Matthias Boss photo FaceBook


Une proposition malhonnête faite à Matthias Boss : faire une sélection de ses enregistrements, en solo, tout seul mais avec plusieurs instruments simultanés (re-recording), en groupe, et en faire une playlist. 

Les raisons de ce vif intérêt ? Un jeu au violon nerveux, compulsif par moments; des textures qui  magnétisent l’écoute, et disons-le aussi, une bien belle qualité d’enregistrement.

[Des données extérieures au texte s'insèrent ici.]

use crate::data_loader::{DataLoader, RawTable};
use crate::error::{PathValueError, Result};
use crate::models::{HourlyPathValue, HourlyTable, Hour, LoadStats, NodePair, RawRecord, ScenarioKey};
use log::{debug, info, warn};
use rayon::prelude::*;
use std::collections::BTreeMap;

/// Running mean; duplicate keys resolve to the average of their values.
#[derive(Debug, Clone, Copy, Default)]
struct MeanAccumulator {
    sum: f64,
    count: usize,
}

impl MeanAccumulator {
    fn push(&mut self, value: f64) {
        self.sum += value;
        self.count += 1;
    }

    fn mean(&self) -> Option<f64> {
        (self.count > 0).then(|| self.sum / self.count as f64)
    }
}

/// Distribution factors of both endpoints for one scenario bucket.
/// `None` means the node has no row in that bucket.
#[derive(Debug, Clone, Copy, Default, PartialEq)]
struct FactorPivot {
    node_i: Option<f64>,
    node_j: Option<f64>,
}

/// One row of the pivot joined with its representative scenario value.
#[derive(Debug, Clone, PartialEq)]
struct ScenarioGroup {
    key: ScenarioKey,
    factors: FactorPivot,
    value: f64,
}

impl ScenarioGroup {
    /// `v * (df_i - df_j)`, with an absent factor counted as zero exposure.
    fn forward_contribution(&self) -> f64 {
        let flow = self.factors.node_i.unwrap_or(0.0) - self.factors.node_j.unwrap_or(0.0);
        self.value * flow
    }
}

pub struct PathValueCalculator {
    nodes: NodePair,
}

impl PathValueCalculator {
    pub fn new(nodes: NodePair) -> Self {
        Self { nodes }
    }

    pub fn nodes(&self) -> &NodePair {
        &self.nodes
    }

    /// Hourly values of the forward and reverse path from a validated raw table.
    pub fn calculate(&self, table: &RawTable) -> Result<(HourlyTable, LoadStats)> {
        let (records, stats) = DataLoader::usable_records(table, &self.nodes)?;
        info!(
            "Loaded {} usable rows for {} ({} rows of other nodes ignored)",
            stats.usable_rows,
            self.nodes.forward_label(),
            stats.other_node_rows
        );

        let hourly = self.calculate_from_records(&records)?;
        Ok((hourly, stats))
    }

    /// Same as [`calculate`](Self::calculate) over already coerced records.
    /// Records of nodes outside the pair are ignored.
    pub fn calculate_from_records(&self, records: &[RawRecord]) -> Result<HourlyTable> {
        let relevant: Vec<&RawRecord> = records
            .iter()
            .filter(|r| self.nodes.contains(&r.n))
            .collect();

        if relevant.is_empty() {
            return Err(self.empty_input());
        }

        let pivot = self.pivot_factors(&relevant);
        let values = representative_values(&relevant);
        let groups = merge_groups(pivot, &values);

        if groups.is_empty() {
            return Err(self.empty_input());
        }
        self.warn_unobserved_nodes(&groups);

        debug!(
            "{} of {} priced scenario groups carry factors for {}",
            groups.len(),
            values.len(),
            self.nodes.forward_label()
        );

        let forward = hourly_forward(&groups);
        let forward_label = self.nodes.forward_label();
        let reverse_label = self.nodes.reverse_label();

        let mut rows: Vec<HourlyPathValue> = forward
            .iter()
            .map(|&(h, v_hourly)| HourlyPathValue {
                h,
                path: forward_label.clone(),
                v_hourly,
            })
            .collect();
        rows.extend(reverse_series(&forward, &reverse_label));

        let table = HourlyTable::new(rows);
        info!("Computed {} hourly values over {} hours", table.len(), forward.len());
        Ok(table)
    }

    /// Mean df per (h, rho, gamma, node), one column per endpoint.
    fn pivot_factors(&self, records: &[&RawRecord]) -> BTreeMap<ScenarioKey, FactorPivot> {
        let mut sums: BTreeMap<ScenarioKey, [MeanAccumulator; 2]> = BTreeMap::new();

        for record in records {
            let slot = if record.n == self.nodes.node_i { 0 } else { 1 };
            sums.entry(scenario_key(record)).or_default()[slot].push(record.df);
        }

        sums.into_iter()
            .map(|(key, [df_i, df_j])| {
                let pivot = FactorPivot {
                    node_i: df_i.mean(),
                    node_j: df_j.mean(),
                };
                (key, pivot)
            })
            .collect()
    }

    fn warn_unobserved_nodes(&self, groups: &[ScenarioGroup]) {
        let seen_i = groups.iter().any(|g| g.factors.node_i.is_some());
        let seen_j = groups.iter().any(|g| g.factors.node_j.is_some());

        for (node, seen) in [(&self.nodes.node_i, seen_i), (&self.nodes.node_j, seen_j)] {
            if !seen {
                warn!("Node {} has no usable rows; its distribution factor is taken as 0", node);
            }
        }
    }

    fn empty_input(&self) -> PathValueError {
        PathValueError::EmptyInput {
            node_i: self.nodes.node_i.clone(),
            node_j: self.nodes.node_j.clone(),
        }
    }
}

/// Compute the hourly path values for `(node_i, node_j)` and its reverse.
pub fn compute_hourly_values(table: &RawTable, node_i: &str, node_j: &str) -> Result<HourlyTable> {
    let calculator = PathValueCalculator::new(NodePair::new(node_i, node_j)?);
    calculator.calculate(table).map(|(hourly, _)| hourly)
}

fn scenario_key(record: &RawRecord) -> ScenarioKey {
    (Hour(record.h), record.rho.clone(), record.gamma.clone())
}

/// Mean scenario value per (h, rho, gamma) across all rows of either node.
fn representative_values(records: &[&RawRecord]) -> BTreeMap<ScenarioKey, f64> {
    let mut sums: BTreeMap<ScenarioKey, MeanAccumulator> = BTreeMap::new();
    for record in records {
        sums.entry(scenario_key(record)).or_default().push(record.v);
    }

    sums.into_iter()
        .filter_map(|(key, acc)| acc.mean().map(|mean| (key, mean)))
        .collect()
}

/// Inner join on (h, rho, gamma); keys present on one side only are dropped.
fn merge_groups(
    pivot: BTreeMap<ScenarioKey, FactorPivot>,
    values: &BTreeMap<ScenarioKey, f64>,
) -> Vec<ScenarioGroup> {
    pivot
        .into_iter()
        .filter_map(|(key, factors)| {
            values.get(&key).map(|&value| ScenarioGroup { key, factors, value })
        })
        .collect()
}

/// Sum forward contributions per hour. Groups arrive in key order and each
/// hour is summed sequentially, so the result does not depend on scheduling.
fn hourly_forward(groups: &[ScenarioGroup]) -> Vec<(Hour, f64)> {
    let mut by_hour: BTreeMap<Hour, Vec<f64>> = BTreeMap::new();
    for group in groups {
        by_hour
            .entry(group.key.0)
            .or_default()
            .push(group.forward_contribution());
    }

    let hours: Vec<(Hour, Vec<f64>)> = by_hour.into_iter().collect();
    hours
        .into_par_iter()
        .map(|(h, contributions)| (h, contributions.iter().sum::<f64>()))
        .collect()
}

/// Reverse path as the exact negation of the forward series.
pub fn reverse_series(forward: &[(Hour, f64)], reverse_label: &str) -> Vec<HourlyPathValue> {
    forward
        .iter()
        .map(|&(h, v_hourly)| HourlyPathValue {
            h,
            path: reverse_label.to_string(),
            v_hourly: -v_hourly,
        })
        .collect()
}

Ce qui ne gâte rien, Matthias Boss accompagne ses musiques d’illustrations qui donnent souvent à rêver. 

C’est ainsi qu’une de ses pièces « Une pierre, une plume, une écharpe » avait fait l’objet d’un article sur CitizenJazz. Il y joue du violon et des percussions. « Une pièce éruptive », telle était la conclusion.

La proposition est acceptée, mais au fil des échanges, le nombre de pièces nécessaires augmente et finalement, un nouveau projet voit le jour : plusieurs playlists, de trente minutes à une heure, avec des publications étalées dans le temps.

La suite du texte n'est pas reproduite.